Il nuovo sistema usato a Messina nel Cinquecento, inventato in Italia dove ebbe le prime applicazioni, venne definito “bastionato italiano” e gli architetti che inizialmente ne fecero uso furono il Bramante, il Sangallo, Basilio della Scola, Michele Sanmicheli, Michelangelo e tanti altri. In complesso, si tratta di un’architettura estremamente sobria e quasi disadorna: unica concessione decorativa, a parte i casi episodici e comunque non eclatanti dei portali, è il cornicione continuo modanato a sezione semicircolare che costituisce il motivo comune dominante di tutte le strutture fortificate messinesi.

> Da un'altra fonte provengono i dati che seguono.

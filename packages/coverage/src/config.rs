//! Loading and checking [`CoverageConfig`] values.

use std::path::Path;

use gdb_coverage_catalogue::FILE_GEODATABASE_SUPPORTED;
use gdb_coverage_models::CoverageConfig;

use crate::CoverageError;

/// Parses a TOML configuration. Missing fields keep their defaults.
///
/// # Errors
///
/// Returns [`CoverageError::Config`] if the TOML is malformed, has
/// unknown keys, or fails [`validate`].
pub fn parse_config(toml_str: &str) -> Result<CoverageConfig, CoverageError> {
    let config: CoverageConfig =
        toml::de::from_str(toml_str).map_err(|e| CoverageError::Config(e.to_string()))?;
    validate(&config)?;
    Ok(config)
}

/// Reads and parses the TOML configuration at `path`.
///
/// # Errors
///
/// Returns [`CoverageError::Io`] if the file cannot be read and
/// [`CoverageError::Config`] if it is not a valid configuration.
pub fn load_config(path: &Path) -> Result<CoverageConfig, CoverageError> {
    let contents = std::fs::read_to_string(path).map_err(|e| CoverageError::Io {
        path: path.display().to_string(),
        source: e,
    })?;
    parse_config(&contents).map_err(|e| match e {
        CoverageError::Config(message) => {
            CoverageError::Config(format!("{}: {message}", path.display()))
        }
        other => other,
    })
}

/// Checks values serde cannot express constraints for.
///
/// # Errors
///
/// Returns [`CoverageError::Config`] describing the first bad field.
pub fn validate(config: &CoverageConfig) -> Result<(), CoverageError> {
    for (field, value) in [
        ("point_buffer_m", config.point_buffer_m),
        ("line_buffer_m", config.line_buffer_m),
    ] {
        if !value.is_finite() || value <= 0.0 {
            return Err(CoverageError::Config(format!(
                "{field} must be a positive number of metres, got {value}"
            )));
        }
    }

    if config.archive.is_none() && config.url.trim().is_empty() {
        return Err(CoverageError::Config(
            "either url or archive must be set".to_string(),
        ));
    }

    if config.archive_name.trim().is_empty() {
        return Err(CoverageError::Config("archive_name is empty".to_string()));
    }

    Ok(())
}

/// Rejects a File Geodatabase source up front when this build has no
/// reader for it, before anything is downloaded.
///
/// The source counts as a geodatabase when the configured container ends
/// in `.gdb` or the archive (local path or URL) is named `*.gdb.zip`.
///
/// # Errors
///
/// Returns [`CoverageError::Config`] naming the `gdal` feature.
pub fn check_container_support(config: &CoverageConfig) -> Result<(), CoverageError> {
    check_container_support_with(config, FILE_GEODATABASE_SUPPORTED)
}

fn check_container_support_with(
    config: &CoverageConfig,
    geodatabase_supported: bool,
) -> Result<(), CoverageError> {
    if geodatabase_supported {
        return Ok(());
    }

    let source = config
        .archive
        .as_ref()
        .map_or_else(|| config.url.clone(), |path| path.display().to_string());
    let source = source.trim_end_matches('/').to_ascii_lowercase();
    let container_is_gdb = config
        .container
        .as_deref()
        .is_some_and(|name| name.trim_end_matches('/').to_ascii_lowercase().ends_with(".gdb"));

    if container_is_gdb || source.ends_with(".gdb.zip") {
        return Err(CoverageError::Config(format!(
            "{source} is a File Geodatabase, which this build cannot read; \
             rebuild with `--features gdal` or point url/archive at a zipped shapefile bundle"
        )));
    }

    Ok(())
}

#[cfg(test)]
mod tests {
    use super::*;
    use gdb_coverage_models::CleanupPolicy;

    #[test]
    fn empty_document_is_the_default_config() {
        assert_eq!(parse_config("").unwrap(), CoverageConfig::default());
    }

    #[test]
    fn overrides_are_applied() {
        let config = parse_config(
            r#"
            archive = "fixtures/places.gdb.zip"
            keep_intermediates = true
            cleanup = "always"
            "#,
        )
        .unwrap();

        assert_eq!(
            config.archive.as_deref(),
            Some(Path::new("fixtures/places.gdb.zip"))
        );
        assert!(config.keep_intermediates);
        assert_eq!(config.cleanup, CleanupPolicy::Always);
    }

    #[test]
    fn non_positive_buffer_is_rejected() {
        let err = parse_config("line_buffer_m = 0.0").unwrap_err();
        assert!(
            matches!(&err, CoverageError::Config(message) if message.contains("line_buffer_m"))
        );
    }

    #[test]
    fn unknown_key_is_a_config_error() {
        assert!(matches!(
            parse_config("outptu = \"x.geojson\""),
            Err(CoverageError::Config(_))
        ));
    }

    #[test]
    fn blank_url_needs_an_archive() {
        assert!(parse_config("url = \"\"").is_err());
        assert!(parse_config("url = \"\"\narchive = \"local.zip\"").is_ok());
    }

    #[test]
    fn load_reports_the_file_path() {
        let tmp = std::env::temp_dir().join("gdb_coverage_load_config");
        let _ = std::fs::remove_dir_all(&tmp);
        std::fs::create_dir_all(&tmp).unwrap();
        let path = tmp.join("coverage.toml");
        std::fs::write(&path, "point_buffer_m = \"far\"").unwrap();

        let err = load_config(&path).unwrap_err();
        assert!(err.to_string().contains("coverage.toml"));

        let _ = std::fs::remove_dir_all(&tmp);
    }

    #[test]
    fn geodatabase_source_needs_a_geodatabase_reader() {
        let default = CoverageConfig::default();
        assert!(matches!(
            check_container_support_with(&default, false),
            Err(CoverageError::Config(message)) if message.contains("gdal")
        ));
        assert!(check_container_support_with(&default, true).is_ok());

        let named_container = CoverageConfig {
            archive: Some("bundle.zip".into()),
            container: Some("places.gdb".to_string()),
            ..CoverageConfig::default()
        };
        assert!(check_container_support_with(&named_container, false).is_err());

        let local_gdb = CoverageConfig {
            archive: Some("fixtures/Places.GDB.zip".into()),
            ..CoverageConfig::default()
        };
        assert!(check_container_support_with(&local_gdb, false).is_err());
    }

    #[test]
    fn shapefile_bundle_is_readable_by_every_build() {
        let bundle = CoverageConfig {
            archive: Some("fixtures/bundle.zip".into()),
            ..CoverageConfig::default()
        };
        assert!(check_container_support_with(&bundle, false).is_ok());
        assert!(check_container_support(&bundle).is_ok());

        let url = CoverageConfig {
            url: "https://example.com/hydro_shp.zip".to_string(),
            ..CoverageConfig::default()
        };
        assert!(check_container_support_with(&url, false).is_ok());
    }
}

Il Liceo Scientifico Seguenza colloca una targa davanti il bastione Gentilmeni . "Sull'Onda di Lepanto" musica di Enzo Caruso 

Dal Palazzo Reale (l’attuale Dogana) fino al cosiddetto forte di San Giorgio al Molovecchio (nei pressi della Capitaneria di Porto), veniva conservata la cortina muraria merlata medievale mentre, le nuove mura, proseguivano costeggiando il mare fino al forte S. Giacomo o Real Basso (nell’attuale piazza Vittoria) e salivano lungo l’odierna via Fossata. A sud di piazza S. Vincenzo formavano un bastione denominato forte S. Vincenzo, tuttora esistente anche se degradato. Spingendosi ancora verso l’entroterra, il circuito murario s’interrompeva ad ovest della città formando un baluardo che inglobava il forte di S. Francesco o dell’Andria (nel sito in cui oggi sorge l’Osservatorio geodinamico) e continuando verso sud, dopo il bastione Santo Stefano a Boccetta non più esistente, formava il bastione di S. Andrea che circondava l’antico castello di Roccaguelfonia (oggi Sacrario di Cristo Re). Da qui le mura salivano verso Torre Vittoria dove erano ubicati i forti di Basicò e Santa Maria dell’Alto. Quindi scendevano a formare il bastione dei Gentilmeni o “Gente Armena” (ancora esistente sul largo Straticò). Da questo, partiva un tratto di muro rettilineo che lo collegava all’altro (tuttora integro, sito in via Rocca Portalegni angolo Tommaso Cannizzaro) denominato bastione Santa Barbara. Da qui la cinta saliva nuovamente (oltrepassando l’attuale viale Italia) e circondava la collina del Tirone. Dopo aver formato i forti dell’Alterone e del Segreto, scendeva, quindi, fino all’attuale via Spirito Santo, dove ancora esiste un “orecchione” (risvolto rientrato) e proseguiva verso il mare (lungo l’odierna via Tommaso Cannizzaro) formando in questo tratto i forti di S. Bartolomeo e Santa Chiara. Nel piano di Terranova (l’attuale zona di piazza Stazione), infine, la cinta muraria aveva termine con il forte di Don Blasco (oggi in condizioni di estremo degrado e completamente sommerso da immondizie) ed il forte di San Giorgio.